(Saved entries)
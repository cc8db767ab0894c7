//! Reference host process
//!
//! Opens the primary world save, installs the ledger in the global registry
//! and flushes dirty balances on the autosave interval until Ctrl-C.

use anyhow::Context;
use balance_ledger::{
    ActiveWorld, Config, FileWorld, LedgerLifecycle, LedgerRegistry, LifecycleHooks, Metrics,
    World,
};
use std::sync::Arc;
use tokio::time::{interval, Duration, MissedTickBehavior};

struct Host {
    world: Arc<FileWorld>,
}

impl ActiveWorld for Host {
    fn active_world(&self) -> Option<Arc<dyn World>> {
        let world: Arc<dyn World> = self.world.clone();
        Some(world)
    }
}

fn flush(world: &FileWorld, metrics: Option<&Metrics>) {
    match world.flush() {
        Ok(true) => {
            if let Some(metrics) = metrics {
                metrics.record_save();
            }
        }
        Ok(false) => {}
        Err(e) => tracing::error!(error = %e, "Autosave failed; will retry"),
    }
}

#[tokio::main]
async fn main() -> anyhow::Result<()> {
    // Initialize tracing
    tracing_subscriber::fmt()
        .with_env_filter(
            tracing_subscriber::EnvFilter::from_default_env()
                .add_directive(tracing::Level::INFO.into()),
        )
        .init();

    tracing::info!("Economy ledger host starting");

    // Load configuration
    let config = match std::env::var("ECONOMY_CONFIG") {
        Ok(path) => Config::from_file(&path).with_context(|| format!("loading {}", path))?,
        Err(_) => Config::from_env()?,
    };

    let metrics = if config.metrics_enabled {
        Some(Arc::new(Metrics::new()?))
    } else {
        None
    };

    let world = Arc::new(
        FileWorld::open(&config, config.primary_world.as_str())
            .context("opening primary world save")?,
    );
    let host = Host {
        world: world.clone(),
    };

    let mut lifecycle = LedgerLifecycle::new(LedgerRegistry::global());
    if let Some(metrics) = &metrics {
        lifecycle = lifecycle.with_metrics(metrics.clone());
    }
    lifecycle.on_server_starting(&host)?;

    let mut autosave = interval(Duration::from_secs(config.autosave_interval_secs));
    autosave.set_missed_tick_behavior(MissedTickBehavior::Delay);

    let shutdown = tokio::signal::ctrl_c();
    tokio::pin!(shutdown);

    loop {
        tokio::select! {
            _ = autosave.tick() => flush(&world, metrics.as_deref()),
            _ = &mut shutdown => break,
        }
    }

    tracing::info!("Shutting down; writing final save");
    world.flush().context("final save")?;
    Ok(())
}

# Your goal
Word for word, restate the data above from its first line down to and including the line with "impl ActiveWorld for".

# Problem solution
repository cc8db767ab0894c7
//! Reference host process
//!
//! Opens the primary world save, installs the ledger in the global registry
//! and flushes dirty balances on the autosave interval until Ctrl-C.

use anyhow::Context;
use balance_ledger::{
    ActiveWorld, Config, FileWorld, LedgerLifecycle, LedgerRegistry, LifecycleHooks, Metrics,
    World,
};
use std::sync::Arc;
use tokio::time::{interval, Duration, MissedTickBehavior};

struct Host {
    world: Arc<FileWorld>,
}

impl ActiveWorld for Host {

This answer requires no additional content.